Below are the records; copy each line in them that holds the word "configuration".

--- Record extracts Enclosed Below ---

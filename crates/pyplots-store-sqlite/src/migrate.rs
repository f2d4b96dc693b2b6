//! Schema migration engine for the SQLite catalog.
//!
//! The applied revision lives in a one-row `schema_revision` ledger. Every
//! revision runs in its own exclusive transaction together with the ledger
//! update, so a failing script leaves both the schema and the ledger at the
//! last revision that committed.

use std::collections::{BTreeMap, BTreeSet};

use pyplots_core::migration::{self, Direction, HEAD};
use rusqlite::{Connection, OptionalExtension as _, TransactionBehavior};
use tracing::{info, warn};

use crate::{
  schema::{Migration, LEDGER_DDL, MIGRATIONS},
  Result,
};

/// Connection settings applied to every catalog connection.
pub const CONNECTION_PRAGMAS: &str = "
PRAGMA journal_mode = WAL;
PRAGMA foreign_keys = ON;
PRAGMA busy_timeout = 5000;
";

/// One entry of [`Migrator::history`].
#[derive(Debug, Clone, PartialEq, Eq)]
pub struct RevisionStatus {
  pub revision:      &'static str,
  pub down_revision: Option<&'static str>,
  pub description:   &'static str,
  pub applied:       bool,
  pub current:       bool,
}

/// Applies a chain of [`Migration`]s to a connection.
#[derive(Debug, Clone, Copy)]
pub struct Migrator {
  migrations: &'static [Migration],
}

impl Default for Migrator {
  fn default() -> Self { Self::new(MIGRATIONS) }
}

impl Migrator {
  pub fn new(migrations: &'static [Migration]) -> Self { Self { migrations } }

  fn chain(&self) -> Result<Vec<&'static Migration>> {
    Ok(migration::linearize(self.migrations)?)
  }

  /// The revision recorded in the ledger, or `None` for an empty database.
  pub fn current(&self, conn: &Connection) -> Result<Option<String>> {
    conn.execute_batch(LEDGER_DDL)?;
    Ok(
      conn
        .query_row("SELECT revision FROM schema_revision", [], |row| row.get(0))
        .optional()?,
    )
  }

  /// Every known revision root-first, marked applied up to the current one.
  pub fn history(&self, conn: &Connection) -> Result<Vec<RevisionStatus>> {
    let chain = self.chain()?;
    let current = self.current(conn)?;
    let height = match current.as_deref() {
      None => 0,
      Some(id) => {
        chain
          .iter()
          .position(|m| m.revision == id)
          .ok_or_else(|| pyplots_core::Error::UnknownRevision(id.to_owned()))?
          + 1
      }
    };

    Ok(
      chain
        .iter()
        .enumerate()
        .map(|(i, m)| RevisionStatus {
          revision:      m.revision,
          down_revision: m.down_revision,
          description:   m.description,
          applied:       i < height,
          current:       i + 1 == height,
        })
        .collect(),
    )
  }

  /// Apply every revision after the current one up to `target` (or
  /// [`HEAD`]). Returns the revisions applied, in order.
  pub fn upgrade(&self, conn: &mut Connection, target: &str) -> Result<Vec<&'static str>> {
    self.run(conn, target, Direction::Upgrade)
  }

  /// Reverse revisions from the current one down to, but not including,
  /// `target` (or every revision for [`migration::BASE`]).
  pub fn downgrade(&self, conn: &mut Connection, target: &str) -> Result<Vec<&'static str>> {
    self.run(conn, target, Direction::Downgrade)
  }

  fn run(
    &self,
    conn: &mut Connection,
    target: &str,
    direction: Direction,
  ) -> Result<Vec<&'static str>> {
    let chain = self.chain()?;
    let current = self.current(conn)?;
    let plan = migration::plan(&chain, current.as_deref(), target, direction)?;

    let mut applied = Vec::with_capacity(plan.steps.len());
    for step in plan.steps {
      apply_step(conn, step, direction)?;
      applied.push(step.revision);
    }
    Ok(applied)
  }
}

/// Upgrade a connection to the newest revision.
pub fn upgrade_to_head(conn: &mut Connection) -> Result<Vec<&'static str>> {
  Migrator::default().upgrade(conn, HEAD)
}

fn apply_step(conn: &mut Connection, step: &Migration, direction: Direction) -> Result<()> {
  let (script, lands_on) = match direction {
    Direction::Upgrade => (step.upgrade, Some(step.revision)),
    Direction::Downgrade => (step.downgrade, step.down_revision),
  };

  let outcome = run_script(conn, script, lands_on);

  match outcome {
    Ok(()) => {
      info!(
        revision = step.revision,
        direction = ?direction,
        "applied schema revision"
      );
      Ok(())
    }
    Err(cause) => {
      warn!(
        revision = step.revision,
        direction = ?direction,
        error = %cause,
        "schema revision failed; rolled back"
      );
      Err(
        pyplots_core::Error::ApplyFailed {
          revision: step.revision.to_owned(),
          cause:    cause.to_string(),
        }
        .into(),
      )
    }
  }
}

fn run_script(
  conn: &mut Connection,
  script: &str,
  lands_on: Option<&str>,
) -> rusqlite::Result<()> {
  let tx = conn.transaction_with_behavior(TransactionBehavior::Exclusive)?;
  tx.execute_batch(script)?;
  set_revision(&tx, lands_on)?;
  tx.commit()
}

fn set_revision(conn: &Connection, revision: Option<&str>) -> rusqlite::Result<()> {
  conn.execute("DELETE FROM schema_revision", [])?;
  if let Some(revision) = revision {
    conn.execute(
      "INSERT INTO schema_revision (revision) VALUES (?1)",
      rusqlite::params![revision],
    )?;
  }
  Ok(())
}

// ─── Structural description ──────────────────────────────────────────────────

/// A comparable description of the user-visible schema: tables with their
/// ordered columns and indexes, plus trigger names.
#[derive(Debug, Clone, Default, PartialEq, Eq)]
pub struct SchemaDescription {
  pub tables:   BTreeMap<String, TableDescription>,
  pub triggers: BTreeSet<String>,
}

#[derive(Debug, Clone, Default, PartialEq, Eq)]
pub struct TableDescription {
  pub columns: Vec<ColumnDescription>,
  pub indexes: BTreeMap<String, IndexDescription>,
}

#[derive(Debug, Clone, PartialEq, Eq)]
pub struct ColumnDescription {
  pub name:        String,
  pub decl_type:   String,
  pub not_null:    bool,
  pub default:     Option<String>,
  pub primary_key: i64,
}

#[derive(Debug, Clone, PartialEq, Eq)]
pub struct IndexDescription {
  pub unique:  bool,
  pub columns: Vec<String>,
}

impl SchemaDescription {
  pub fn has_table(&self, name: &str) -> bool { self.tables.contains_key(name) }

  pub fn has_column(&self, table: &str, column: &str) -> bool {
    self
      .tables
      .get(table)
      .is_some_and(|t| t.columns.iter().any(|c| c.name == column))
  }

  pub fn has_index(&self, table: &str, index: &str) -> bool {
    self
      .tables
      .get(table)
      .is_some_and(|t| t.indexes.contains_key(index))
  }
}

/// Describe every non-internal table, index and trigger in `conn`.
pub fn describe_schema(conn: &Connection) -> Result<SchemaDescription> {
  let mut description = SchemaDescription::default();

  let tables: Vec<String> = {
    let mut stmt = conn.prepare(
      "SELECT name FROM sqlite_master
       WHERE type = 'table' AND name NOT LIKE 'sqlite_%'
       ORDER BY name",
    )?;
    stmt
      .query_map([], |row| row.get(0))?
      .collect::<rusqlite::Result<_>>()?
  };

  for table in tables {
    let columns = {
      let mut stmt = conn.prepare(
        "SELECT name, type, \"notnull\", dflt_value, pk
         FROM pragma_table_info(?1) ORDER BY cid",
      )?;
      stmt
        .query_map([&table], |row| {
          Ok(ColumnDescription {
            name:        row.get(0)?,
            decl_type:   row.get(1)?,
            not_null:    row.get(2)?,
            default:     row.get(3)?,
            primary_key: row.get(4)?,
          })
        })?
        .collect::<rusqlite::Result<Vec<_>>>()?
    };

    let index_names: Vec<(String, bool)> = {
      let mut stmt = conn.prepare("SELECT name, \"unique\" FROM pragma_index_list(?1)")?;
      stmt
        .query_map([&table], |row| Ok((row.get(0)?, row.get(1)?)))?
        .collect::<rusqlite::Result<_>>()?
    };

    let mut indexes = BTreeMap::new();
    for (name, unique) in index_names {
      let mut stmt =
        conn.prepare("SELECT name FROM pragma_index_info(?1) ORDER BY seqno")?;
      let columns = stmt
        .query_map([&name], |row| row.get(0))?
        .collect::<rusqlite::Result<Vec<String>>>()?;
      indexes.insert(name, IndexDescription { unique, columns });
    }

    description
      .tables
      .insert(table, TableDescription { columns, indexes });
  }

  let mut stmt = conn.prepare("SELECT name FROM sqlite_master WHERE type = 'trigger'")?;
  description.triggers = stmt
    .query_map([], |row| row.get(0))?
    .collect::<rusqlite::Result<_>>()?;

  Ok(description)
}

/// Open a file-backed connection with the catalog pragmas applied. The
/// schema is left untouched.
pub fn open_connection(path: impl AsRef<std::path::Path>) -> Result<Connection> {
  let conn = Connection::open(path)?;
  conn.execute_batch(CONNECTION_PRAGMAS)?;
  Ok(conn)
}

--- End of Enclosed Record extracts ---
--- Record extracts Enclosed Below ---

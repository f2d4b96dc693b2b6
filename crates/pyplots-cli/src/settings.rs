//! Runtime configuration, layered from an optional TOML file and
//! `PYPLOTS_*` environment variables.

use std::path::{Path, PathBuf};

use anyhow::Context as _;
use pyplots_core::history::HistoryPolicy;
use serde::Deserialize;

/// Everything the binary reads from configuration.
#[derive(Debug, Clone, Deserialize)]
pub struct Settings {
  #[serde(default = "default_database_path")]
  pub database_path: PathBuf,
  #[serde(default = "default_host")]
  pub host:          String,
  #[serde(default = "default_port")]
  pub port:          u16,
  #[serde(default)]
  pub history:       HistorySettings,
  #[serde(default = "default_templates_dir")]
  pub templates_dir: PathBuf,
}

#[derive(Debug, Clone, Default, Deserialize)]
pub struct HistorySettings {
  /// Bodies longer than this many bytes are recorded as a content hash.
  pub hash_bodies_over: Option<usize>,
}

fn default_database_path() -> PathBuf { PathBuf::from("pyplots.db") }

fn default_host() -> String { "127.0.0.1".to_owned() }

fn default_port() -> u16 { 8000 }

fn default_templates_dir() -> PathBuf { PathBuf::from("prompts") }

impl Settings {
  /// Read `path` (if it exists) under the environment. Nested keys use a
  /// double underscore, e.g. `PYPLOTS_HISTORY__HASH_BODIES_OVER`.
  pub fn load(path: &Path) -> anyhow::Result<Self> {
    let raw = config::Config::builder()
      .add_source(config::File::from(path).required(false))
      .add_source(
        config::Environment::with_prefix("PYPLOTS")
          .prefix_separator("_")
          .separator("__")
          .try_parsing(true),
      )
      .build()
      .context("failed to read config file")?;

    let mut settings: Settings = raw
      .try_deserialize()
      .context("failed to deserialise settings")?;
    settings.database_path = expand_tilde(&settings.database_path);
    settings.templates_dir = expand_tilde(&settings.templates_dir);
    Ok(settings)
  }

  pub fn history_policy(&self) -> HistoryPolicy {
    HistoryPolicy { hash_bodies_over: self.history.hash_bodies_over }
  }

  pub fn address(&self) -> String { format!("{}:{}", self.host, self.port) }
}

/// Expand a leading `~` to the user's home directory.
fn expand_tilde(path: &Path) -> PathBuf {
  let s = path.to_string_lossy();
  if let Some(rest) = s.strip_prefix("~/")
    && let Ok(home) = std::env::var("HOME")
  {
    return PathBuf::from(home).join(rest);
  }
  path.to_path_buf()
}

--- End of Enclosed Record extracts ---
--- Record extracts Enclosed Below ---

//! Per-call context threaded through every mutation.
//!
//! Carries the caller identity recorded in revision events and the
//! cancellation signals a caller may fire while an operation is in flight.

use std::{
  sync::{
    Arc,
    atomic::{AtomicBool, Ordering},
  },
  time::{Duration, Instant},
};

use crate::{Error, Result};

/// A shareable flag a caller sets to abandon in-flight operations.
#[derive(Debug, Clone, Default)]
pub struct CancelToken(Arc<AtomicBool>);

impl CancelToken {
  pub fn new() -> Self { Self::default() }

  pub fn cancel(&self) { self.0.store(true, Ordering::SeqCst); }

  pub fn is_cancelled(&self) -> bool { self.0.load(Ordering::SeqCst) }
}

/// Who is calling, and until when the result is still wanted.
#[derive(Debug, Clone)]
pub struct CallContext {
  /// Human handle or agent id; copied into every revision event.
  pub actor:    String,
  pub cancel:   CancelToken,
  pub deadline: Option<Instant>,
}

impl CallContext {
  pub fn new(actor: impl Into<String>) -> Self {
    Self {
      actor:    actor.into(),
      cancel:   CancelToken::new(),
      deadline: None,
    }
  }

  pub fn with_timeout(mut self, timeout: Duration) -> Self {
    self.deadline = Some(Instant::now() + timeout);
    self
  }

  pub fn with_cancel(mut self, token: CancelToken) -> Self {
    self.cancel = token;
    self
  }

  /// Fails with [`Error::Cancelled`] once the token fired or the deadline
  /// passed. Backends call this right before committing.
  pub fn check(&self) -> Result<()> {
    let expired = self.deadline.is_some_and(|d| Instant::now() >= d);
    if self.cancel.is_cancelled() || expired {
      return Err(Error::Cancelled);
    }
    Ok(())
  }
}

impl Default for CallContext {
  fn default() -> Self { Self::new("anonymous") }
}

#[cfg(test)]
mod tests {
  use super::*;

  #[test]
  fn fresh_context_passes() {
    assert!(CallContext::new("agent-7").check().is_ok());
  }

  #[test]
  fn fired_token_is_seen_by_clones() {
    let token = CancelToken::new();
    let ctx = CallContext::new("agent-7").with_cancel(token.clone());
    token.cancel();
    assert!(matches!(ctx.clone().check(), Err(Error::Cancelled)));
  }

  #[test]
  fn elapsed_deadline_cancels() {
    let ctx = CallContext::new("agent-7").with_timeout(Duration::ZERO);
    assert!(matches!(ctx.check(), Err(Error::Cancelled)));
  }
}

--- End of Enclosed Record extracts ---

* _Answer box_:
//! Runtime configuration, layered from an optional TOML file and
/// Everything the binary reads from configuration.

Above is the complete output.